### Description of the task:
If a line in the records contains the string "longitude", show that line.

Collected data
====

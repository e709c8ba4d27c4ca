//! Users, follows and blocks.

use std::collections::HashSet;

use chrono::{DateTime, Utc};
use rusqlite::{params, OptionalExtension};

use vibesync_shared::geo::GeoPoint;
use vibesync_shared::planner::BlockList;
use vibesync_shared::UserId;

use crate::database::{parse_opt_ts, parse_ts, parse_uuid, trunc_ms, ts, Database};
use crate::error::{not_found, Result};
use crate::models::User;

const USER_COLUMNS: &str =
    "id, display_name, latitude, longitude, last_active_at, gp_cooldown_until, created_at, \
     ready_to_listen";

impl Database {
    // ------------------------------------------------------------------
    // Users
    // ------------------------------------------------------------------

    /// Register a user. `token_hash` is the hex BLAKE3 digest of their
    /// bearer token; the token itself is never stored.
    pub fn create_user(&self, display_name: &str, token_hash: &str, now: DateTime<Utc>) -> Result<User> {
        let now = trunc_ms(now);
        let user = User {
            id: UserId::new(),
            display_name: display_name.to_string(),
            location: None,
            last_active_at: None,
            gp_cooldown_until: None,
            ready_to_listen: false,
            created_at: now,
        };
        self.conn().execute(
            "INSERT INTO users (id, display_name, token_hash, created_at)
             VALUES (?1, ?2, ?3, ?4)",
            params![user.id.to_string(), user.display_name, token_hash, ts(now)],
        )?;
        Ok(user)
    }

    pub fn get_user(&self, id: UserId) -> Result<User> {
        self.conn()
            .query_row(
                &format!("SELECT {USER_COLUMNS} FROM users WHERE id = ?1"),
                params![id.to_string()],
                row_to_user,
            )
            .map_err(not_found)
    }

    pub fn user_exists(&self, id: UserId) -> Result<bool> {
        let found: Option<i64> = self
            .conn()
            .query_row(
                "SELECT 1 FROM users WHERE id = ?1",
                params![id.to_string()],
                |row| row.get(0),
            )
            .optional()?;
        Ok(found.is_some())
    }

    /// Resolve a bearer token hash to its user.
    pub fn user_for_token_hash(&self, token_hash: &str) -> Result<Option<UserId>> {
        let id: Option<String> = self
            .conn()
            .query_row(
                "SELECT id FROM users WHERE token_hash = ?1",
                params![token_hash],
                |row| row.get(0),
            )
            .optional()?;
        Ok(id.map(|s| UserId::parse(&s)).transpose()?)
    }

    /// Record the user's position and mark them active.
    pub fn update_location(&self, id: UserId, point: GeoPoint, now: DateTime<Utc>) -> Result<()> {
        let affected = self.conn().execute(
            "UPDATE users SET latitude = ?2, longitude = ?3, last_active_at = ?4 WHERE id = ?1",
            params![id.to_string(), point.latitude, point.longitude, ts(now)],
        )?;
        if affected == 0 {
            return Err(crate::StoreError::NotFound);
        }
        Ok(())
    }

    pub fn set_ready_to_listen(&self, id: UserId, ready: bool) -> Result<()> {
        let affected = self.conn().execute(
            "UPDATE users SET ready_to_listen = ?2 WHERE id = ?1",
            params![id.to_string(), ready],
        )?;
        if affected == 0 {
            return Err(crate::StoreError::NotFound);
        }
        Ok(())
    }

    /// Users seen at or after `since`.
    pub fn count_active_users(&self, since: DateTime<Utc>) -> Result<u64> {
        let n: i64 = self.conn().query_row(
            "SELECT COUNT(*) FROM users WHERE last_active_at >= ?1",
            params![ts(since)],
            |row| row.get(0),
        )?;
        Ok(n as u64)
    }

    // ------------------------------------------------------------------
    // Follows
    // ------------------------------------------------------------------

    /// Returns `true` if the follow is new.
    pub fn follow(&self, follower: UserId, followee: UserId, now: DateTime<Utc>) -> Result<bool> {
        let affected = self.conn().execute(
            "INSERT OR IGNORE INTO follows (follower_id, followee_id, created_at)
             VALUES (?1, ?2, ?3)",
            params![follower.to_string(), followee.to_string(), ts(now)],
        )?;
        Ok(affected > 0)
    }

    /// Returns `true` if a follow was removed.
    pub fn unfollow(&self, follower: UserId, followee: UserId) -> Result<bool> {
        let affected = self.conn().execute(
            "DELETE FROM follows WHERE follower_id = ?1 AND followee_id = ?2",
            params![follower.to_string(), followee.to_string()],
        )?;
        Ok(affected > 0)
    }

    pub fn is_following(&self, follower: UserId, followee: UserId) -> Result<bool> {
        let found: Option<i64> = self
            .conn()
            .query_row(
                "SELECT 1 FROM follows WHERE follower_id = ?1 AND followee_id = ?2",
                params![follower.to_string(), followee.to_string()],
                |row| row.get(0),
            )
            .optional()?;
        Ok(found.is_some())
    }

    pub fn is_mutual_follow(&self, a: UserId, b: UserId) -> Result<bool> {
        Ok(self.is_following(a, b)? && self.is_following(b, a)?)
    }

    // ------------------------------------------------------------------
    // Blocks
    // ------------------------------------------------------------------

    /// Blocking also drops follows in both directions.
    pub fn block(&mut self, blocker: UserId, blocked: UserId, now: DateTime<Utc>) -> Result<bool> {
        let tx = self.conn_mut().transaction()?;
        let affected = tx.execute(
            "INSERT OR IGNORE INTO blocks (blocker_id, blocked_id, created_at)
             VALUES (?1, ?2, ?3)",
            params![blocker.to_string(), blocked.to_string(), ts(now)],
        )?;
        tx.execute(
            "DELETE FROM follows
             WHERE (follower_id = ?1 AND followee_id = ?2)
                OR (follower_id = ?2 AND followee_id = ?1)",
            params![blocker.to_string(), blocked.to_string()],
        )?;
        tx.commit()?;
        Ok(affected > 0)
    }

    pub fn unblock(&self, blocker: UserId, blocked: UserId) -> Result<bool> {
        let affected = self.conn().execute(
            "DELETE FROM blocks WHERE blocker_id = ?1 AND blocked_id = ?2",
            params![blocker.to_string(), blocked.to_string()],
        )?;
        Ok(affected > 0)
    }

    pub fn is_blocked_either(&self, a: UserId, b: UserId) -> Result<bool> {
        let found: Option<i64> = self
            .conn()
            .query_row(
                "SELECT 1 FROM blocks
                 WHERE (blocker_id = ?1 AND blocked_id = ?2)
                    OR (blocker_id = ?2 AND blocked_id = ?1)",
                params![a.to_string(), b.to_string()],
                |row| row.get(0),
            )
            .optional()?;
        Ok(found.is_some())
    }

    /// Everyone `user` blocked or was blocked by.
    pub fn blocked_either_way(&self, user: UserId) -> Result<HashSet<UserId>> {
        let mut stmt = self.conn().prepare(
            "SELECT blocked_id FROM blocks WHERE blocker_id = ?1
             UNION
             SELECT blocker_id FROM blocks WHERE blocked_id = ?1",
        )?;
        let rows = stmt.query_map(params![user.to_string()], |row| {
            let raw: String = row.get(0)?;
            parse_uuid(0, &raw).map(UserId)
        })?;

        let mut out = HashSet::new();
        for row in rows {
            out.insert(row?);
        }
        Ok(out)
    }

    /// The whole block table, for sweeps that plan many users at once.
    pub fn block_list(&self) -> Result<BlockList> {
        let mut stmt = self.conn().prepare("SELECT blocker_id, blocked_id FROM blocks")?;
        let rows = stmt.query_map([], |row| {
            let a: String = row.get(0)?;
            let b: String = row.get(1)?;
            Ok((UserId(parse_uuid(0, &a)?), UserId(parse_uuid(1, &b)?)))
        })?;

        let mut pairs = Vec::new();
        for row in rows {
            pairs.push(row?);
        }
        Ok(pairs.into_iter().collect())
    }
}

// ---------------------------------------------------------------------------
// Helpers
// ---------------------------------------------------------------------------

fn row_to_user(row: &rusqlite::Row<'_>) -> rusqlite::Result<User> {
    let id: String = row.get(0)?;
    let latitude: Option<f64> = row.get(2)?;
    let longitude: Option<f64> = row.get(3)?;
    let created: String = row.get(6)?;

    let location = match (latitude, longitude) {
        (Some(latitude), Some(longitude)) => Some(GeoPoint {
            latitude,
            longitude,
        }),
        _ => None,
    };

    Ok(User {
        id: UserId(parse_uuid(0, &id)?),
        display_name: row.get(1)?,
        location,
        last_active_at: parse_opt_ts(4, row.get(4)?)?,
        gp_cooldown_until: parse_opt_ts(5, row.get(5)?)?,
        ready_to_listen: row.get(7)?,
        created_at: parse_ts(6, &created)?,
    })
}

====

### Completed task:
    "id, display_name, latitude, longitude, last_active_at, gp_cooldown_until, created_at, \
            "UPDATE users SET latitude = ?2, longitude = ?3, last_active_at = ?4 WHERE id = ?1",
            params![id.to_string(), point.latitude, point.longitude, ts(now)],
    let longitude: Option<f64> = row.get(3)?;
    let location = match (latitude, longitude) {
        (Some(latitude), Some(longitude)) => Some(GeoPoint {
            longitude,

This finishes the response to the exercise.